[Records from a data source]
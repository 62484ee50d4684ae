//! Inventory update orchestration.
//!
//! [`InventoryUpdate::prepare`] walks the whole pipeline: resolve the
//! variables, build the injection plan for the selected mode, materialize
//! the private data directory and compose the final `ansible-inventory`
//! invocation. [`InventoryUpdate::run`] executes it and tears the
//! directory down afterwards.

use std::collections::BTreeMap;
use std::path::PathBuf;

use anyhow::{Result, bail};

use crate::credential::Credential;
use crate::error::{InjectError, InjectResult};
use crate::inject::registry::InjectorRegistry;
use crate::inject::{
    BuildContext, ExecutionMode, InjectionResult, Injector, InventoryInput,
};
use crate::rundir::PrivateDataDir;
use crate::runner::{ProcessRunner, RunRequest, RunResult};
use crate::source::SourceDefinition;
use crate::vars;

/// Baseline environment for every `ansible-inventory` invocation.
pub const STANDARD_INVENTORY_UPDATE_ENV: [(&str, &str); 3] = [
    ("ANSIBLE_INVENTORY_UNPARSED_FAILED", "True"),
    ("ANSIBLE_INVENTORY_EXPORT", "True"),
    ("ANSIBLE_VERBOSE_TO_STDERR", "True"),
];

/// How to choose between script and plugin mode.
#[derive(Debug, Clone, Copy, PartialEq, Eq)]
pub enum ModePolicy {
    /// Plugin when the kind has one, script otherwise.
    PluginPreferred,
    ScriptOnly,
    PluginRequired,
}

impl ModePolicy {
    pub fn parse(raw: &str) -> Option<Self> {
        match raw {
            "auto" => Some(ModePolicy::PluginPreferred),
            "script" => Some(ModePolicy::ScriptOnly),
            "plugin" => Some(ModePolicy::PluginRequired),
            _ => None,
        }
    }
}

/// Per-invocation settings that are not part of the source definition.
#[derive(Debug, Clone)]
pub struct UpdateOpts {
    pub policy: ModePolicy,
    pub scripts_dir: Option<PathBuf>,
    pub license_type: String,
}

/// One inventory update about to run.
#[derive(Debug)]
pub struct InventoryUpdate {
    pub id: u64,
    pub source_id: u64,
    pub source: SourceDefinition,
    pub credential: Option<Credential>,
    pub opts: UpdateOpts,
}

/// A materialized update, ready to execute. Dropping it removes the
/// private data directory.
#[derive(Debug)]
pub struct PreparedUpdate {
    pub dir: PrivateDataDir,
    pub env: BTreeMap<String, String>,
    pub program: String,
    pub args: Vec<String>,
    pub mode: ExecutionMode,
    pub injection: InjectionResult,
}

/// Where the bundled contrib scripts live when `--scripts-dir` is not
/// given.
pub fn default_scripts_dir() -> PathBuf {
    dirs::data_dir()
        .map(|d| d.join("invrun").join("inventory-scripts"))
        .unwrap_or_else(|| PathBuf::from("/usr/share/invrun/inventory-scripts"))
}

fn select_mode(policy: ModePolicy, injector: &dyn Injector) -> ExecutionMode {
    match policy {
        ModePolicy::ScriptOnly => ExecutionMode::Script,
        ModePolicy::PluginRequired => ExecutionMode::Plugin,
        ModePolicy::PluginPreferred => {
            if injector.supports_plugin() {
                ExecutionMode::Plugin
            } else {
                ExecutionMode::Script
            }
        }
    }
}

impl InventoryUpdate {
    /// Builds and materializes everything the update needs, without
    /// spawning a process.
    pub fn prepare(&self) -> InjectResult<PreparedUpdate> {
        let kind = self.source.kind();
        let registry = InjectorRegistry::new();
        let injector = registry.get(kind).ok_or_else(|| {
            InjectError::schema("kind", format!("no injector for source kind '{}'", kind))
        })?;

        let resolved = vars::resolve(&self.source, self.credential.as_ref())?;
        let ctx = BuildContext {
            license_type: &self.opts.license_type,
        };
        let injection = match select_mode(self.opts.policy, injector.as_ref()) {
            ExecutionMode::Script => injector.build_script(&resolved, &ctx)?,
            ExecutionMode::Plugin => injector.build_plugin(&resolved, &ctx)?,
        };

        let dir = PrivateDataDir::materialize(&injection, self.id)?;

        let mut env = dir.resolve_env(&injection)?;
        for (key, value) in STANDARD_INVENTORY_UPDATE_ENV {
            env.insert(key.to_string(), value.to_string());
        }
        env.insert(
            "ANSIBLE_INVENTORY_ENABLED".to_string(),
            injection.mode.enabled_value().to_string(),
        );
        env.insert(
            "AWX_PRIVATE_DATA_DIR".to_string(),
            dir.path().display().to_string(),
        );
        env.insert("INVENTORY_SOURCE_ID".to_string(), self.source_id.to_string());
        env.insert("INVENTORY_UPDATE_ID".to_string(), self.id.to_string());

        let input_path = match &injection.input {
            InventoryInput::Script(name) => self
                .opts
                .scripts_dir
                .clone()
                .unwrap_or_else(default_scripts_dir)
                .join(name),
            InventoryInput::Plugin(logical) => dir
                .alias_path(logical)
                .ok_or_else(|| {
                    InjectError::DirectoryConstruction(format!(
                        "plugin config '{}' was not materialized",
                        logical
                    ))
                })?
                .to_path_buf(),
        };

        let mut args = vec![
            "-i".to_string(),
            input_path.display().to_string(),
            "--list".to_string(),
            "--export".to_string(),
        ];
        args.extend(injection.args.iter().cloned());

        let mode = injection.mode;
        Ok(PreparedUpdate {
            dir,
            env,
            program: "ansible-inventory".to_string(),
            args,
            mode,
            injection,
        })
    }

    /// Prepares and executes the update. The private data directory is
    /// removed before this returns, success or not.
    pub fn run(&self, runner: &dyn ProcessRunner) -> Result<RunResult> {
        let prepared = self.prepare()?;
        let request = RunRequest {
            program: prepared.program.clone(),
            args: prepared.args.clone(),
            env: prepared.env.clone(),
            working_dir: prepared.dir.path().to_path_buf(),
        };
        let result = runner.run(&request)?;
        drop(prepared);
        if !result.is_success() {
            bail!("Inventory update failed with return code {}", result.rc);
        }
        Ok(result)
    }
}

**EXERCISE:** In the lines above, locate the string "match". Copy every line where it occurs.

**SOLVED EXERCISE:**
        match raw {
    match policy {
        let injection = match select_mode(self.opts.policy, injector.as_ref()) {
        let input_path = match &injection.input {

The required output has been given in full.